US President Donald Trump, asked about the disease, said: "We do have a plan and we think it is going to be handled very well. We've already handled it very well. The CDC is terrific. Very professional.”
The 2019-nCoV virus was first spotted in the Chinese city of Wuhan last month. The symptoms include coughing, difficulty breathing and a fever and it can develop into a potentially fatal pneumonia.
It has spread from Hubei province to Beijing, Shanghai, Macau, Hong Kong and has been detected in patients in Japan, South Korea, Thailand and now the United States. Taiwan also reported its first case on Tuesday, 21 January.
Efforts are being made to quarantine travellers who may have been to Wuhan - a metropolis in central China which has a population of around 19 million.
On Wednesday, 22 January, the UK government said flights from Wuhan to London would be isolated in a corner of Heathrow airport’s Terminal 4, where a health team would screen patients before they were allowed to enter the country.

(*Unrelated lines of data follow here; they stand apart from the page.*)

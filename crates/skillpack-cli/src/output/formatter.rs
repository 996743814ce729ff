//! Output formatter trait for CLI results.

use anyhow::Result;
use serde::Serialize;
use skillpack_core::PackageReport;
use std::path::Path;

/// Common output formatter trait
pub trait OutputFormatter {
    /// Announce the skill directory about to be packaged
    fn format_package_start(&self, source: &Path, output_dir: Option<&Path>);

    /// Report a successful validation
    fn format_validation(&self, message: &str);

    /// Report the exclusion patterns loaded from the rules file
    fn format_patterns(&self, count: usize, rules_file: &str);

    /// Format packaging result
    fn format_package_result(&self, report: &PackageReport, rules_file: &str) -> Result<()>;

    /// Format error message
    fn format_error(&self, error: &anyhow::Error);

    /// Format success message
    fn format_success(&self, message: &str);

    /// Format warning message
    fn format_warning(&self, message: &str);
}

/// Generic JSON output structure
#[derive(Debug, Serialize)]
pub struct JsonOutput<T> {
    pub operation: String,
    pub status: Status,
    #[serde(skip_serializing_if = "Option::is_none")]
    pub data: Option<T>,
    #[serde(skip_serializing_if = "Option::is_none")]
    pub error: Option<String>,
}

#[derive(Debug, Serialize)]
#[serde(rename_all = "lowercase")]
pub enum Status {
    Success,
    Error,
}

impl<T: Serialize> JsonOutput<T> {
    pub fn success(operation: impl Into<String>, data: T) -> Self {
        Self {
            operation: operation.into(),
            status: Status::Success,
            data: Some(data),
            error: None,
        }
    }
}

impl JsonOutput<()> {
    pub fn error(operation: impl Into<String>, error: impl Into<String>) -> Self {
        Self {
            operation: operation.into(),
            status: Status::Error,
            data: None,
            error: Some(error.into()),
        }
    }
}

But Professor Calum Semple, an expert in outbreak medicine at Alder Hey Children's Hospital, told the BBC it took five days for symptoms to manifest themselves and he questioned how the Department of Health team could be sure the passengers did not have the virus.
This weekend sees the start of the Lunar New Year celebrations around the world, a time when traditionally millions of Chinese people travel home or to see their family abroad.

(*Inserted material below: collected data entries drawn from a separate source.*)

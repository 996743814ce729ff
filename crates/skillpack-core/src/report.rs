//! Packaging operation reporting.

use std::path::Path;
use std::path::PathBuf;
use std::time::Duration;

/// Report of a packaging operation.
///
/// Built once per run and handed back to the caller.
#[derive(Debug, Clone, Default)]
pub struct PackageReport {
    /// Path of the written archive.
    pub archive_path: PathBuf,

    /// Number of regular files written to the archive.
    pub files_added: usize,

    /// Number of regular files left out by exclusion patterns.
    pub files_excluded: usize,

    /// Number of exclusion patterns in effect.
    pub patterns_used: usize,

    /// Total uncompressed bytes written to the archive.
    pub bytes_written: u64,

    /// Size of the finished archive file in bytes.
    pub archive_size: u64,

    /// Duration of the archive build.
    pub duration: Duration,

    /// Warnings generated while building.
    pub warnings: Vec<String>,
}

impl PackageReport {
    /// Creates an empty report for the given archive path.
    #[must_use]
    pub fn new(archive_path: impl Into<PathBuf>) -> Self {
        Self {
            archive_path: archive_path.into(),
            ..Self::default()
        }
    }

    /// Adds a warning message to the report.
    pub fn add_warning(&mut self, msg: impl Into<String>) {
        self.warnings.push(msg.into());
    }

    /// Returns whether any warnings were generated.
    #[must_use]
    pub fn has_warnings(&self) -> bool {
        !self.warnings.is_empty()
    }

    /// Returns the number of regular files seen under the source directory.
    ///
    /// # Examples
    ///
    /// ```
    /// use skillpack_core::PackageReport;
    ///
    /// let mut report = PackageReport::new("demo.skill");
    /// report.files_added = 2;
    /// report.files_excluded = 1;
    /// assert_eq!(report.total_files(), 3);
    /// ```
    #[must_use]
    pub fn total_files(&self) -> usize {
        self.files_added + self.files_excluded
    }
}

/// Callback trait for progress reporting while an archive is built.
///
/// # Examples
///
/// ```
/// use skillpack_core::ProgressCallback;
/// use std::path::Path;
///
/// struct PrintProgress;
///
/// impl ProgressCallback for PrintProgress {
///     fn on_entry_start(&mut self, path: &Path, total: usize, current: usize) {
///         println!("[{current}/{total}] {}", path.display());
///     }
///
///     fn on_bytes_written(&mut self, _bytes: u64) {}
///
///     fn on_entry_complete(&mut self, path: &Path) {
///         println!("  Added: {}", path.display());
///     }
///
///     fn on_entry_excluded(&mut self, _path: &Path, _pattern: &str) {}
///
///     fn on_complete(&mut self) {}
/// }
/// ```
pub trait ProgressCallback: Send {
    /// Called before an entry is written.
    ///
    /// # Arguments
    ///
    /// * `path` - Archive-internal path of the entry
    /// * `total` - Number of entries that will be written
    /// * `current` - Current entry number (1-indexed)
    fn on_entry_start(&mut self, path: &Path, total: usize, current: usize);

    /// Called for each chunk of file content copied into the archive.
    fn on_bytes_written(&mut self, bytes: u64);

    /// Called once an entry has been fully written.
    fn on_entry_complete(&mut self, path: &Path);

    /// Called for each file left out, with the pattern that excluded it.
    ///
    /// `path` is relative to the source directory.
    fn on_entry_excluded(&mut self, path: &Path, pattern: &str);

    /// Called once the archive has been finalized.
    fn on_complete(&mut self);
}

/// No-op implementation of `ProgressCallback`.
#[derive(Debug, Default)]
pub struct NoopProgress;

impl ProgressCallback for NoopProgress {
    fn on_entry_start(&mut self, _path: &Path, _total: usize, _current: usize) {}

    fn on_bytes_written(&mut self, _bytes: u64) {}

    fn on_entry_complete(&mut self, _path: &Path) {}

    fn on_entry_excluded(&mut self, _path: &Path, _pattern: &str) {}

    fn on_complete(&mut self) {}
}

#[cfg(test)]
mod tests {
    use super::*;

    #[test]
    fn test_new_report() {
        let report = PackageReport::new("demo.skill");
        assert_eq!(report.archive_path, PathBuf::from("demo.skill"));
        assert_eq!(report.files_added, 0);
        assert_eq!(report.files_excluded, 0);
        assert!(!report.has_warnings());
    }

    #[test]
    fn test_add_warning() {
        let mut report = PackageReport::new("demo.skill");
        report.add_warning("Skipped symlink: link");
        assert!(report.has_warnings());
        assert_eq!(report.warnings.len(), 1);
    }
}
//! CLI argument parsing using clap.

use clap::Parser;
use clap::Subcommand;
use clap_complete::Shell;
use std::path::PathBuf;

#[derive(Parser)]
#[command(name = "skillpack")]
#[command(author, version, about, long_about = None)]
#[command(propagate_version = true)]
pub struct Cli {
    #[command(subcommand)]
    pub command: Commands,

    /// Enable verbose output and debug logging
    #[arg(short, long, global = true)]
    pub verbose: bool,

    /// Suppress non-error output
    #[arg(short, long, global = true, conflicts_with = "verbose")]
    pub quiet: bool,

    /// Output results in JSON format
    #[arg(short, long, global = true)]
    pub json: bool,
}

#[derive(Subcommand)]
pub enum Commands {
    /// Package a skill directory into a .skill archive
    Package(PackageArgs),
    /// Generate shell completions
    Completion(CompletionArgs),
}

#[derive(clap::Args)]
pub struct PackageArgs {
    /// Skill directory to package (must contain SKILL.md)
    #[arg(value_name = "SOURCE_DIR")]
    pub source: PathBuf,

    /// Directory for the .skill file (default: current directory)
    #[arg(value_name = "OUTPUT_DIR")]
    pub output_dir: Option<PathBuf>,

    /// Compression level (1-9)
    #[arg(short = 'l', long, value_parser = clap::value_parser!(u8).range(1..=9))]
    pub compression_level: Option<u8>,
}

#[derive(clap::Args)]
pub struct CompletionArgs {
    /// Target shell
    #[arg(value_enum)]
    pub shell: Shell,
}
//! Skill directory packaging with ignore-rule filtering.
//!
//! `skillpack-core` turns a skill directory into a distributable `.skill`
//! archive (a deflate-compressed ZIP). The directory must contain a
//! `SKILL.md` descriptor that passes validation; files matched by patterns
//! in an optional `.skillignore` file are left out.
//!
//! # Examples
//!
//! ```no_run
//! use skillpack_core::PackageRequest;
//! use skillpack_core::package_skill;
//!
//! # fn main() -> Result<(), Box<dyn std::error::Error>> {
//! let request = PackageRequest::new("skills/my-skill").with_output_dir("dist");
//! let report = package_skill(&request)?;
//! println!(
//!     "Packaged {} files ({} excluded) into {}",
//!     report.files_added,
//!     report.files_excluded,
//!     report.archive_path.display()
//! );
//! # Ok(())
//! # }
//! ```

#![deny(unsafe_code)]
#![warn(missing_docs)]

pub mod builder;
pub mod config;
pub mod error;
pub mod ignore;
pub mod matcher;
pub mod package;
pub mod report;
pub mod validation;

// Re-export main API types
pub use builder::build_archive;
pub use builder::build_archive_with_progress;
pub use config::PackageConfig;
pub use error::PackageError;
pub use error::Result;
pub use matcher::ExclusionPattern;
pub use matcher::is_excluded;
pub use package::PackageRequest;
pub use package::Packager;
pub use package::PreparedPackage;
pub use package::package_skill;
pub use report::NoopProgress;
pub use report::PackageReport;
pub use report::ProgressCallback;
pub use validation::SkillValidator;
pub use validation::ValidationOutcome;
pub use validation::Validator;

The Year of The Rat officially begins on Saturday, 25 January, but festivities last until 4 February.
China’s health vice-minister Li Bin told reporters: "The rise in the mobility of the public has objectively increased the risk of the epidemic spreading and the difficulty of prevention and control.”
The World Health Organization (WHO) is holding an emergency meeting, chaired by director general Dr Tedros Adhanom Gebreyesus amid fears the virus - which may have crossed over to humans from animals - could turn into a pandemic.
The virus is believed to spread "respiratory transmission" - coughing or sneezing, in laymen’s terms - but the director-general of China's Centre for Disease Control and Prevention, Gao Fu, said it was adapting and mutating.
The Chinese authorities have isolated 2,197 people who were in contact with infected people while another 765 have been released after being observed for several weeks.
There is currently no vaccine for 2019-nCoV and 15 nurses in China have contracted it through contact with patients.
In 2002 another virus, Severe Acute Respiratory Syndrome (SARS), emerged from China and killed 800 people around the world.
In the case of SARS, the virus crossed from animals to humans because people in China were eating infected civet cats.
The WHO and the Chinese authorities are believed to be exploring the possibility that the source of the coronavirus may be a market in Wuhan where wildlife is traded illegally.
The WHO said an animal source was most likely to be the primary source of this outbreak.
North Korea, a close ally of China, has banned all foreign tourists from entering the country.
Screening is being stepped up at airports in the United States, Australia, Japan and Singapore.